▶ TASK INPUT
• • • •

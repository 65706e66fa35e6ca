//! Executor implementations.

use uplink_core::{Executor, Task};

/// Executor that spawns tasks onto the ambient tokio runtime.
///
/// Panics outside a runtime context, like `tokio::spawn` itself.
#[derive(Debug, Clone, Copy, Default)]
pub struct TokioExecutor;

impl Executor for TokioExecutor {
    fn spawn(&self, task: Task) {
        tokio::spawn(task);
    }
}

• • • •

▶ DESCRIPTION OF THE TASK
Everything from the line containing "pub struct TokioExecutor;" to the final line of the entries above should be output exactly, and nothing more.

▶ RESPONSE TO THIS TASK
pub struct TokioExecutor;

impl Executor for TokioExecutor {
    fn spawn(&self, task: Task) {
        tokio::spawn(task);
    }
}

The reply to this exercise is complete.